== Task input ==

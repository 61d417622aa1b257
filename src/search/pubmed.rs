//! PubMed Client
//!
//! Searches PubMed through the NCBI E-utilities:
//! - `esearch.fcgi` resolves a query expression to a ranked list of PMIDs
//! - `efetch.fcgi` fetches titles, abstracts and journal metadata for them
//!
//! NCBI allows 3 requests/second without an API key and 10 with one; the
//! client enforces that locally and retries 429/5xx responses with backoff.

use std::collections::HashMap;
use std::num::NonZeroU32;
use std::sync::LazyLock;

use async_trait::async_trait;
use governor::{DefaultDirectRateLimiter, Quota, RateLimiter};
use regex::Regex;
use reqwest::Client;
use serde::Deserialize;
use tracing::{debug, info};

use super::{SearchError, SearchProvider};
use crate::config::PubMedConfig;
use crate::models::Document;
use crate::utils::retry::{with_retry, RetryPolicy};

pub const EUTILS_BASE: &str = "https://eutils.ncbi.nlm.nih.gov/entrez/eutils";

const REQUESTS_PER_SECOND: u32 = 3;
const REQUESTS_PER_SECOND_WITH_KEY: u32 = 10;

pub struct PubMedClient {
    client: Client,
    base_url: String,
    api_key: Option<String>,
    email: Option<String>,
    tool: String,
    limiter: DefaultDirectRateLimiter,
    retry: RetryPolicy,
}

#[derive(Debug, Deserialize)]
struct ESearchResponse {
    esearchresult: ESearchResult,
}

#[derive(Debug, Deserialize)]
struct ESearchResult {
    #[serde(default)]
    idlist: Vec<String>,
    #[serde(default, rename = "ERROR")]
    error: Option<String>,
}

impl PubMedClient {
    pub fn new(base_url: impl Into<String>) -> Self {
        Self::build(base_url.into(), None, None, "ayurveda-research".to_string(), RetryPolicy::default())
    }

    pub fn from_config(config: &PubMedConfig) -> Self {
        let retry = RetryPolicy {
            max_attempts: config.max_attempts.max(1),
            ..RetryPolicy::default()
        };
        Self::build(
            config.base_url.clone(),
            config.api_key.clone(),
            config.email.clone(),
            config.tool.clone(),
            retry,
        )
    }

    fn build(
        base_url: String,
        api_key: Option<String>,
        email: Option<String>,
        tool: String,
        retry: RetryPolicy,
    ) -> Self {
        let per_second = if api_key.is_some() {
            REQUESTS_PER_SECOND_WITH_KEY
        } else {
            REQUESTS_PER_SECOND
        };
        let quota = Quota::per_second(NonZeroU32::new(per_second).unwrap_or(NonZeroU32::MIN));

        Self {
            client: Client::new(),
            base_url: base_url.trim_end_matches('/').to_string(),
            api_key,
            email,
            tool,
            limiter: RateLimiter::direct(quota),
            retry,
        }
    }

    pub fn with_retry_policy(mut self, retry: RetryPolicy) -> Self {
        self.retry = retry;
        self
    }

    pub fn with_api_key(mut self, api_key: impl Into<String>) -> Self {
        self.api_key = Some(api_key.into());
        self
    }

    fn common_params(&self) -> Vec<(&'static str, String)> {
        let mut params = vec![("db", "pubmed".to_string()), ("tool", self.tool.clone())];
        if let Some(email) = &self.email {
            params.push(("email", email.clone()));
        }
        if let Some(key) = &self.api_key {
            params.push(("api_key", key.clone()));
        }
        params
    }

    /// GET an E-utilities endpoint, rate limited and retried
    async fn get(&self, endpoint: &str, params: Vec<(&'static str, String)>) -> Result<String, SearchError> {
        let url = format!("{}/{}", self.base_url, endpoint);
        let mut query = self.common_params();
        query.extend(params);
        let (url, query) = (&url, &query);

        with_retry(
            self.retry,
            move || async move {
                self.limiter.until_ready().await;
                let response = self
                    .client
                    .get(url)
                    .query(query)
                    .send()
                    .await
                    .map_err(|e| SearchError::RequestFailed(e.to_string()))?;

                let status = response.status();
                let body = response
                    .text()
                    .await
                    .map_err(|e| SearchError::RequestFailed(e.to_string()))?;
                if !status.is_success() {
                    return Err(SearchError::Status { status: status.as_u16(), body });
                }
                Ok(body)
            },
            SearchError::is_retryable,
        )
        .await
    }

    /// Resolve an expression to PMIDs, most relevant first
    pub async fn esearch(&self, expression: &str, max_results: usize) -> Result<Vec<String>, SearchError> {
        let body = self
            .get(
                "esearch.fcgi",
                vec![
                    ("term", expression.to_string()),
                    ("retmax", max_results.to_string()),
                    ("retmode", "json".to_string()),
                    ("sort", "relevance".to_string()),
                ],
            )
            .await?;

        let parsed: ESearchResponse =
            serde_json::from_str(&body).map_err(|e| SearchError::ParseError(e.to_string()))?;
        if let Some(error) = parsed.esearchresult.error {
            return Err(SearchError::ParseError(format!("esearch error: {}", error)));
        }
        Ok(parsed.esearchresult.idlist)
    }

    /// Fetch article metadata for PMIDs, preserving the order of `ids`
    pub async fn efetch(&self, ids: &[String]) -> Result<Vec<Document>, SearchError> {
        if ids.is_empty() {
            return Ok(Vec::new());
        }
        let body = self
            .get(
                "efetch.fcgi",
                vec![("id", ids.join(",")), ("retmode", "xml".to_string())],
            )
            .await?;

        let mut by_id: HashMap<String, Document> = parse_efetch_xml(&body)?
            .into_iter()
            .map(|d| (d.id.clone(), d))
            .collect();
        Ok(ids.iter().filter_map(|id| by_id.remove(id)).collect())
    }
}

#[async_trait]
impl SearchProvider for PubMedClient {
    fn name(&self) -> &str {
        "pubmed"
    }

    async fn search(&self, expression: &str, max_results: usize) -> Result<Vec<Document>, SearchError> {
        if max_results == 0 {
            return Ok(Vec::new());
        }
        info!(expression = %expression, max_results, "Searching PubMed");

        let ids = self.esearch(expression, max_results).await?;
        debug!(count = ids.len(), "esearch returned ids");
        if ids.is_empty() {
            return Ok(Vec::new());
        }

        let documents = self.efetch(&ids).await?;
        info!(count = documents.len(), "PubMed search completed");
        Ok(documents)
    }
}

static ARTICLE_RE: LazyLock<Regex> =
    LazyLock::new(|| Regex::new(r"(?s)<PubmedArticle>(.*?)</PubmedArticle>").expect("valid regex"));
static PMID_RE: LazyLock<Regex> =
    LazyLock::new(|| Regex::new(r"<PMID[^>]*>\s*(\d+)\s*</PMID>").expect("valid regex"));
static TITLE_RE: LazyLock<Regex> =
    LazyLock::new(|| Regex::new(r"(?s)<ArticleTitle[^>]*>(.*?)</ArticleTitle>").expect("valid regex"));
static ABSTRACT_RE: LazyLock<Regex> =
    LazyLock::new(|| Regex::new(r"(?s)<AbstractText([^>]*)>(.*?)</AbstractText>").expect("valid regex"));
static LABEL_RE: LazyLock<Regex> =
    LazyLock::new(|| Regex::new(r#"Label="([^"]*)""#).expect("valid regex"));
static JOURNAL_RE: LazyLock<Regex> =
    LazyLock::new(|| Regex::new(r"(?s)<Journal>.*?<Title>(.*?)</Title>").expect("valid regex"));
static YEAR_RE: LazyLock<Regex> =
    LazyLock::new(|| Regex::new(r"(?s)<PubDate>.*?<Year>(\d{4})</Year>").expect("valid regex"));
static TAG_RE: LazyLock<Regex> = LazyLock::new(|| Regex::new(r"<[^>]+>").expect("valid regex"));

/// Extract documents from an efetch `PubmedArticleSet` payload
pub fn parse_efetch_xml(xml: &str) -> Result<Vec<Document>, SearchError> {
    if !xml.contains("<PubmedArticleSet") {
        return Err(SearchError::ParseError("efetch response is not a PubmedArticleSet".to_string()));
    }

    let mut documents = Vec::new();
    for article in ARTICLE_RE.captures_iter(xml) {
        let body = &article[1];
        let Some(id) = PMID_RE.captures(body).map(|c| c[1].to_string()) else {
            continue;
        };

        let title = TITLE_RE
            .captures(body)
            .map(|c| clean_text(&c[1]))
            .filter(|t| !t.is_empty())
            .unwrap_or_else(|| "Untitled".to_string());

        let text = ABSTRACT_RE
            .captures_iter(body)
            .map(|c| {
                let section = clean_text(&c[2]);
                match LABEL_RE.captures(&c[1]) {
                    Some(label) if !label[1].is_empty() => format!("{}: {}", &label[1], section),
                    _ => section,
                }
            })
            .filter(|s| !s.is_empty())
            .collect::<Vec<_>>()
            .join("\n");

        documents.push(Document {
            id,
            title,
            text,
            journal: JOURNAL_RE.captures(body).map(|c| clean_text(&c[1])),
            year: YEAR_RE.captures(body).and_then(|c| c[1].parse().ok()),
        });
    }
    Ok(documents)
}

/// Strip inline markup and decode the XML entities NCBI emits
fn clean_text(raw: &str) -> String {
    let stripped = TAG_RE.replace_all(raw, "");
    let decoded = stripped
        .replace("&lt;", "<")
        .replace("&gt;", ">")
        .replace("&quot;", "\"")
        .replace("&apos;", "'")
        .replace("&#39;", "'")
        .replace("&amp;", "&");
    decoded.split_whitespace().collect::<Vec<_>>().join(" ")
}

===

What is needed is every line from the beginning of the data up to and including the line with "use async_trait::async_trait;", given again word for word.

repository 61d417622aa1b257
filename src/search/pubmed.rs
//! PubMed Client
//!
//! Searches PubMed through the NCBI E-utilities:
//! - `esearch.fcgi` resolves a query expression to a ranked list of PMIDs
//! - `efetch.fcgi` fetches titles, abstracts and journal metadata for them
//!
//! NCBI allows 3 requests/second without an API key and 10 with one; the
//! client enforces that locally and retries 429/5xx responses with backoff.

use std::collections::HashMap;
use std::num::NonZeroU32;
use std::sync::LazyLock;

use async_trait::async_trait;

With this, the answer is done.